Germany Verdi, Otello: Staatskapelle Dresden, Chorus of Dresden State Opera / Christian Thielemann (conductor), Semperoper, Dresden, 1.3.2017. (JMI)
Otello – Stephen Gould
Desdemona – Dorothea Röschmann
Iago – Andrzej Dobber
Cassio – Antonio Poli
Emilia – Christa Mayer
Ludovico – Georg Zeppenfeld
Rodrigo – Robin Yujoong Kim
Montano – Martin–Jan Nijhov
Herald –- Alexandros Stavrakakis
Director – Vincent Boussard
Sets – Vincent Lemaire
Costumes – Christian Lacroix
Lighting – Guido Levi
It was worth a special trip to Dresden to watch Christian Thielemann conducting a Verdi opera, and Otello in particular. Musically, my expectations have been fully met, although neither the stage production nor the cast quite lived up to the brilliant music. It must be noted that the forced cancellations of two of the three main singers created an obstacle that is difficult to overcome for any opera house.
I have a special admiration for Christian Thielemann and Kirill Petrenko in German opera, but there have been not many opportunities to see them conduct Italian opera. In fact, I believe this is the first time I’ve seen Mr.
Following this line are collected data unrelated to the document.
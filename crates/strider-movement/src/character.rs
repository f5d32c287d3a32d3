//! Per-character movement state and the mode state machine

use std::collections::HashMap;
use std::sync::Arc;

use glam::{Quat, Vec3};
use rand::rngs::StdRng;
use rand::SeedableRng;
use serde::{Deserialize, Serialize};
use strider_core::math::{clamp_length_max, KINDA_SMALL};
use strider_core::{CharacterId, CollisionWorld, PhysicsVolume, SurfaceId, Transform};
use tracing::{debug, trace};

use crate::based::BasedMovement;
use crate::config::MovementConfig;
use crate::crouch::CrouchState;
use crate::events::MovementEvent;
use crate::falling::FallingStrategy;
use crate::floor::FloorResult;
use crate::flying::FlyingStrategy;
use crate::gravity::GravityModel;
use crate::jump::JumpState;
use crate::mode::{MovementMode, MovementStrategy};
use crate::root_motion::RootMotionState;
use crate::swimming::SwimmingStrategy;
use crate::walking::WalkingStrategy;

/// Shortest time slice worth simulating.
pub const MIN_TICK_TIME: f32 = 1.0e-6;
/// Lowest distance the capsule bottom rests above the floor while walking.
pub const MIN_FLOOR_DIST: f32 = 1.9;
/// Highest distance the capsule bottom rests above the floor while walking.
pub const MAX_FLOOR_DIST: f32 = 2.4;
/// Speed below which braking stops the character outright.
pub const BRAKE_TO_STOP_VELOCITY: f32 = 10.0;
/// Margin from the capsule edge within which floor hits are rejected.
pub const SWEEP_EDGE_REJECT_DISTANCE: f32 = 0.15;
/// Steps onto surfaces steeper than this (along up) need a floor under them.
pub const MAX_STEP_SIDE_Z: f32 = 0.08;
/// Normals within this of horizontal are treated as vertical walls.
pub const VERTICAL_SLOPE_NORMAL_Z: f32 = 0.001;
/// Upward speed given when surfacing slowly while swimming.
pub const SWIM_BOB_SPEED: f32 = -80.0;

/// Player inputs replayed with a move.
#[derive(Debug, Clone, Copy, Default, PartialEq, Eq, Serialize, Deserialize)]
pub struct MoveFlags {
    pub jump: bool,
    pub crouch: bool,
}

static WALKING: WalkingStrategy = WalkingStrategy;
static FALLING: FallingStrategy = FallingStrategy;
static SWIMMING: SwimmingStrategy = SwimmingStrategy;
static FLYING: FlyingStrategy = FlyingStrategy;

/// Strategy handle for the active mode.
enum ActiveStrategy {
    Builtin(&'static dyn MovementStrategy),
    Custom(Arc<dyn MovementStrategy>),
}

impl ActiveStrategy {
    fn get(&self) -> &dyn MovementStrategy {
        match self {
            ActiveStrategy::Builtin(strategy) => *strategy,
            ActiveStrategy::Custom(strategy) => strategy.as_ref(),
        }
    }
}

/// Movement state of one character.
///
/// All simulation happens through `&mut self` against a borrowed
/// [`CollisionWorld`]; nothing here is shared between characters.
pub struct CharacterMovement {
    pub(crate) config: MovementConfig,
    id: CharacterId,

    pub(crate) mode: MovementMode,
    pub(crate) ground_mode: MovementMode,

    pub(crate) location: Vec3,
    pub(crate) rotation: Quat,
    pub(crate) velocity: Vec3,
    pub(crate) acceleration: Vec3,
    pub(crate) input_vector: Vec3,
    pub(crate) analog_input_modifier: f32,
    /// Where the owner is looking, if it differs from the capsule rotation
    pub(crate) control_rotation: Option<Quat>,

    pub(crate) radius: f32,
    pub(crate) half_height: f32,

    pub(crate) gravity: GravityModel,
    pub(crate) current_floor: FloorResult,
    pub(crate) volume: PhysicsVolume,

    pub(crate) just_teleported: bool,
    pub(crate) force_next_floor_check: bool,

    pub(crate) based: BasedMovement,

    // Path following
    pub(crate) requested_velocity: Vec3,
    pub(crate) has_requested_velocity: bool,
    pub(crate) requested_move_with_max_speed: bool,

    // Accumulated forces
    pub(crate) pending_impulse: Vec3,
    pub(crate) pending_force: Vec3,
    pub(crate) pending_launch: Option<Vec3>,

    pub(crate) jump: JumpState,
    pub(crate) crouch: CrouchState,
    pub(crate) root_motion: RootMotionState,
    pub(crate) notify_apex: bool,

    /// Mode received from the network, applied at the next proxy update
    pub(crate) pending_network_mode: Option<u8>,

    pub(crate) events: Vec<MovementEvent>,
    pub(crate) rng: StdRng,
    custom_modes: HashMap<u8, Arc<dyn MovementStrategy>>,

    pub(crate) authority: bool,
    active: bool,

    pub(crate) last_update_location: Vec3,
    pub(crate) last_update_rotation: Quat,
    pub(crate) last_update_velocity: Vec3,
    /// Length of the current tick
    pub(crate) last_delta_time: f32,
}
Thielemann conducting Verdi in an opera house. The sound that came from the pit of the Semperoper was one that cannot easily be forgotten: his tempos were always lively but not overly accelerated. When listening to a version like this, one realizes the enormous musical importance of Otello. I have rarely enjoyed anyone’s conducting so much and seldom heard an orchestral sound like that of the Dresden Staatskapelle under his baton. The performance of the chorus was also noteworthy.
The cast that was initially announced included South African tenor Johan Botha as Otello and Russian baritone Dmitri Hvorostovsky as the evil Iago. Sadly, the former passed away last September after a short struggle with cancer, and the latter has had to cancel his commitments to focus on treating the cancer from which he is suffering. Substitutions are never easy, especially when it involves first-rate singers as in this case. To this must be added the circumstances which made it all the more painful.
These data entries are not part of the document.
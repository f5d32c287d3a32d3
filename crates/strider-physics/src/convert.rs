//! Conversions between glam and nalgebra types

use glam::{Quat, Vec3};
use nalgebra::{Isometry3, Point3, Quaternion, Translation3, UnitQuaternion, Vector3};

pub fn to_vector(v: Vec3) -> Vector3<f32> {
    Vector3::new(v.x, v.y, v.z)
}

pub fn to_point(v: Vec3) -> Point3<f32> {
    Point3::new(v.x, v.y, v.z)
}

pub fn to_isometry(position: Vec3, rotation: Quat) -> Isometry3<f32> {
    Isometry3::from_parts(
        Translation3::new(position.x, position.y, position.z),
        UnitQuaternion::new_normalize(Quaternion::new(
            rotation.w, rotation.x, rotation.y, rotation.z,
        )),
    )
}

pub fn from_vector(v: &Vector3<f32>) -> Vec3 {
    Vec3::new(v.x, v.y, v.z)
}

pub fn from_point(p: &Point3<f32>) -> Vec3 {
    Vec3::new(p.x, p.y, p.z)
}

pub fn from_rotation(q: &UnitQuaternion<f32>) -> Quat {
    Quat::from_xyzw(q.i, q.j, q.k, q.w)
}

#[cfg(test)]
mod tests {
    use super::*;

    #[test]
    fn test_isometry_round_trip() {
        let rotation = Quat::from_rotation_z(0.5);
        let iso = to_isometry(Vec3::new(1.0, 2.0, 3.0), rotation);
        assert_eq!(from_vector(&iso.translation.vector), Vec3::new(1.0, 2.0, 3.0));
        let back = from_rotation(&iso.rotation);
        assert!(back.dot(rotation).abs() > 0.9999);
    }
}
American tenor Stephen Gould took over the part of Otello. With his powerful, bright voice, he shines in Wagner’s operas and is possibly the best Siegfried, Tannhäuser or Tristan of the present day. But this didn’t translate with Verdi: his Otello was strong but strident, somewhat short on expressiveness and very tight at the top. It’s not that he doesn’t have those top notes, but his forceful singing took its toll on several occasions. Things did not go smoothly in ‘Esultate’, and the same can be said of his monologues, especially ‘Dio mi potevi scagliar’.
German soprano Dorothea Röschmann is one of the most recognized Mozart sopranos today, but her appearances in the Verdi repertoire are scarce. At the Salzburg Easter Festival last year she debuted as Desdemona in this very production. She has an attractive, well-handled voice and exhibits no problems while the tessitura is in the middle range but, unlike with Mozart roles, here she has to ascend to the top notes. Her voice there is rather shrill, with open sounds on more than one occasion.
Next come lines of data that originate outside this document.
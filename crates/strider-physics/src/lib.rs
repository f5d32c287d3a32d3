//! Strider Physics - Collision world using rapier3d
//!
//! Provides the [`PhysicsWorld`] that movement queries run against: static
//! geometry, kinematic platforms characters can ride, simulated bodies they
//! can push, and water volumes they can swim in.

mod convert;
mod error;
mod query;
mod water;

pub use error::PhysicsError;
pub use water::WaterVolume;

use std::collections::HashMap;

use glam::{Quat, Vec3};
use nalgebra::Unit;
use rapier3d::prelude::*;
use strider_core::{PhysicsVolume, SurfaceId, SurfaceProps};
use tracing::debug;

use convert::{to_isometry, to_point, to_vector};

/// Settings for the rigid bodies characters push around.
///
/// Character movement does its own integration. These only drive the
/// simulated crates and platforms of the world.
#[derive(Debug, Clone)]
pub struct PhysicsConfig {
    /// Gravity on simulated bodies, in cm/s²
    pub gravity: Vec3,
    /// Seconds advanced by [`PhysicsWorld::step`]
    pub timestep: f32,
}

impl Default for PhysicsConfig {
    fn default() -> Self {
        Self {
            gravity: Vec3::new(0.0, 0.0, -980.0),
            timestep: 1.0 / 60.0,
        }
    }
}

/// Convert a collider handle into the opaque id handed to movement code.
pub fn surface_id(handle: ColliderHandle) -> SurfaceId {
    let (index, generation) = handle.into_raw_parts();
    SurfaceId(u64::from(index) | (u64::from(generation) << 32))
}

/// Recover the collider handle behind a surface id.
pub fn collider_handle(surface: SurfaceId) -> ColliderHandle {
    ColliderHandle::from_raw_parts(surface.0 as u32, (surface.0 >> 32) as u32)
}

/// Geometry that characters sweep against, plus the few bodies they affect.
///
/// Queries take `&self`, so any number of characters can move against one
/// world between two calls to [`step`](Self::step).
pub struct PhysicsWorld {
    pub config: PhysicsConfig,
    pub bodies: RigidBodySet,
    pub colliders: ColliderSet,

    impulse_joints: ImpulseJointSet,
    multibody_joints: MultibodyJointSet,
    params: IntegrationParameters,
    pipeline: PhysicsPipeline,
    islands: IslandManager,
    broad_phase: DefaultBroadPhase,
    narrow_phase: NarrowPhase,
    ccd_solver: CCDSolver,
    queries: QueryPipeline,

    surface_props: HashMap<ColliderHandle, SurfaceProps>,
    water_volumes: Vec<WaterVolume>,
}

impl PhysicsWorld {
    pub fn new() -> Self {
        Self::with_config(PhysicsConfig::default())
    }

    pub fn with_config(config: PhysicsConfig) -> Self {
        let params = IntegrationParameters {
            dt: config.timestep,
            ..IntegrationParameters::default()
        };

        Self {
            config,
            bodies: RigidBodySet::new(),
            colliders: ColliderSet::new(),
            impulse_joints: ImpulseJointSet::new(),
            multibody_joints: MultibodyJointSet::new(),
            params,
            pipeline: PhysicsPipeline::new(),
            islands: IslandManager::new(),
            broad_phase: DefaultBroadPhase::new(),
            narrow_phase: NarrowPhase::new(),
            ccd_solver: CCDSolver::new(),
            queries: QueryPipeline::new(),
            surface_props: HashMap::new(),
            water_volumes: Vec::new(),
        }
    }

    /// Advance simulated bodies by one timestep.
    ///
    /// Kinematic platforms keep the pose set by
    /// [`move_kinematic_body`](Self::move_kinematic_body).
    pub fn step(&mut self) {
        let gravity = to_vector(self.config.gravity);
        self.pipeline.step(
            &gravity,
            &self.params,
            &mut self.islands,
            &mut self.broad_phase,
            &mut self.narrow_phase,
            &mut self.bodies,
            &mut self.colliders,
            &mut self.impulse_joints,
            &mut self.multibody_joints,
            &mut self.ccd_solver,
            None,
            &(),
            &(),
        );
        self.refresh_queries();
    }

    /// Rebuild the query structure so movement sees the latest geometry.
    pub fn refresh_queries(&mut self) {
        self.queries.update(&self.colliders);
    }

    fn insert_static(&mut self, collider: Collider) -> SurfaceId {
        let handle = self.colliders.insert(collider);
        self.refresh_queries();
        surface_id(handle)
    }

    fn insert_body(&mut self, body: RigidBody, collider: Collider) -> SurfaceId {
        let parent = self.bodies.insert(body);
        let handle = self
            .colliders
            .insert_with_parent(collider, parent, &mut self.bodies);
        self.refresh_queries();
        surface_id(handle)
    }

    /// Remove a surface along with any movement properties set on it
    pub fn remove_surface(&mut self, surface: SurfaceId) {
        let handle = collider_handle(surface);
        self.colliders
            .remove(handle, &mut self.islands, &mut self.bodies, true);
        self.surface_props.remove(&handle);
        self.refresh_queries();
    }

    pub fn get_collider(&self, surface: SurfaceId) -> Option<&Collider> {
        self.colliders.get(collider_handle(surface))
    }

    /// Set the movement properties reported for hits against `surface`
    pub fn set_surface_props(
        &mut self,
        surface: SurfaceId,
        props: SurfaceProps,
    ) -> Result<(), PhysicsError> {
        let handle = collider_handle(surface);
        if self.colliders.get(handle).is_none() {
            return Err(PhysicsError::UnknownSurface(surface));
        }
        self.surface_props.insert(handle, props);
        Ok(())
    }

    pub(crate) fn props_of(&self, handle: ColliderHandle) -> SurfaceProps {
        self.surface_props.get(&handle).copied().unwrap_or_default()
    }

    /// Add an axis-aligned water volume
    pub fn add_water_volume(&mut self, min: Vec3, max: Vec3, volume: PhysicsVolume) {
        self.water_volumes.push(WaterVolume::new(min, max, volume));
    }

    pub(crate) fn water_volumes(&self) -> &[WaterVolume] {
        &self.water_volumes
    }

    fn body_of(&self, surface: SurfaceId) -> Result<RigidBodyHandle, PhysicsError> {
        self.colliders
            .get(collider_handle(surface))
            .ok_or(PhysicsError::UnknownSurface(surface))?
            .parent()
            .ok_or(PhysicsError::NoRigidBody(surface))
    }

    /// Teleport a kinematic body and set the velocity it reports to riders
    pub fn move_kinematic_body(
        &mut self,
        surface: SurfaceId,
        position: Vec3,
        rotation: Quat,
        linear_velocity: Vec3,
    ) -> Result<(), PhysicsError> {
        let handle = self.body_of(surface)?;
        if let Some(body) = self.bodies.get_mut(handle) {
            body.set_position(to_isometry(position, rotation), true);
            body.set_linvel(to_vector(linear_velocity), true);
        }
        self.bodies
            .propagate_modified_body_positions_to_colliders(&mut self.colliders);
        self.refresh_queries();
        Ok(())
    }

    /// Apply an instantaneous impulse to the body owning `surface`
    pub fn apply_impulse_at(
        &mut self,
        surface: SurfaceId,
        impulse: Vec3,
        point: Vec3,
    ) -> Result<(), PhysicsError> {
        let handle = self.body_of(surface)?;
        if let Some(body) = self.bodies.get_mut(handle) {
            if body.is_dynamic() {
                debug!(?surface, ?impulse, "applying movement impulse");
                body.apply_impulse_at_point(to_vector(impulse), to_point(point), true);
            }
        }
        Ok(())
    }

    /// Add a force for the next step to the body owning `surface`
    pub fn add_force_at(
        &mut self,
        surface: SurfaceId,
        force: Vec3,
        point: Vec3,
    ) -> Result<(), PhysicsError> {
        let handle = self.body_of(surface)?;
        if let Some(body) = self.bodies.get_mut(handle) {
            if body.is_dynamic() {
                body.add_force_at_point(to_vector(force), to_point(point), true);
            }
        }
        Ok(())
    }

    /// Flat ground at height `z`, solid below.
    pub fn create_ground(&mut self, z: f32) -> SurfaceId {
        self.create_plane(Vec3::new(0.0, 0.0, z), Vec3::Z)
    }

    /// Create an infinite plane through `point` whose solid side is opposite `normal`
    pub fn create_plane(&mut self, point: Vec3, normal: Vec3) -> SurfaceId {
        let plane = ColliderBuilder::halfspace(Unit::new_normalize(to_vector(normal)))
            .translation(to_vector(point))
            .build();
        self.insert_static(plane)
    }

    pub fn create_static_box(&mut self, half_extents: Vec3, position: Vec3) -> SurfaceId {
        self.create_rotated_box(half_extents, position, Quat::IDENTITY)
    }

    /// Static box with an orientation, for ramps and tilted walls
    pub fn create_rotated_box(
        &mut self,
        half_extents: Vec3,
        position: Vec3,
        rotation: Quat,
    ) -> SurfaceId {
        let collider = ColliderBuilder::cuboid(half_extents.x, half_extents.y, half_extents.z)
            .position(to_isometry(position, rotation))
            .build();
        self.insert_static(collider)
    }

    /// Kinematic box that characters can ride, moved with [`move_kinematic_body`](Self::move_kinematic_body)
    pub fn create_platform(&mut self, half_extents: Vec3, position: Vec3) -> SurfaceId {
        let body = RigidBodyBuilder::kinematic_position_based()
            .translation(to_vector(position))
            .build();
        let collider =
            ColliderBuilder::cuboid(half_extents.x, half_extents.y, half_extents.z).build();
        self.insert_body(body, collider)
    }

    /// Simulated box that characters push through impact forces
    pub fn create_dynamic_box(
        &mut self,
        half_extents: Vec3,
        position: Vec3,
        density: f32,
    ) -> SurfaceId {
        let body = RigidBodyBuilder::dynamic()
            .translation(to_vector(position))
            .build();
        let collider = ColliderBuilder::cuboid(half_extents.x, half_extents.y, half_extents.z)
            .density(density)
            .build();
        self.insert_body(body, collider)
    }
}

impl Default for PhysicsWorld {
    fn default() -> Self {
        Self::new()
    }
}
Polish baritone Andrzej Dobber replaced Mr. Hvorostovsky as Iago. He was totally competent in the part, but vocally he doesn’t offer any special brilliance.
In the secondary roles, Antonio Poli was a correct Cassio; Georg Zeppenfeld was a real luxury as Ludovico; and the same can be said of Christa Mayer in the part of Emilia. Robin Yujoong Kim was a suitable Rodrigo, Martin-Jan Nijhov a sonorous Montano and Alexandros Stavrakakis a well-suited Herald.
The Boussard staging is a co-production of the Salzburg Easter Festival and the Dresden Opera. It seems rather lifeless, with weak direction of the actors, especially in the crowd scenes. The Angel of Death is continually present on stage but not of particular relevance. The sets are rather minimalist, with bare walls and props that are not always convincing, such as the large candle-lit table in Act II. Desdemona’s room is a small cubicle in which the singers cannot move. The costumes mix up epochs: the soloists in late-nineteenth-century dress and members of the chorus in sixteenth-century apparel. The best part is the lighting: it takes advantage of the production’s darkness. Overall, the staging holds little interest, and the final scene is absurd: Desdemona is no longer on stage when Otello sings ‘Un bacio ancora’.
The Semperoper was not sold out, and the audience was not particularly enthusiastic at the final bows. The biggest ovations were for Christian Thielemann and the Staatskapelle.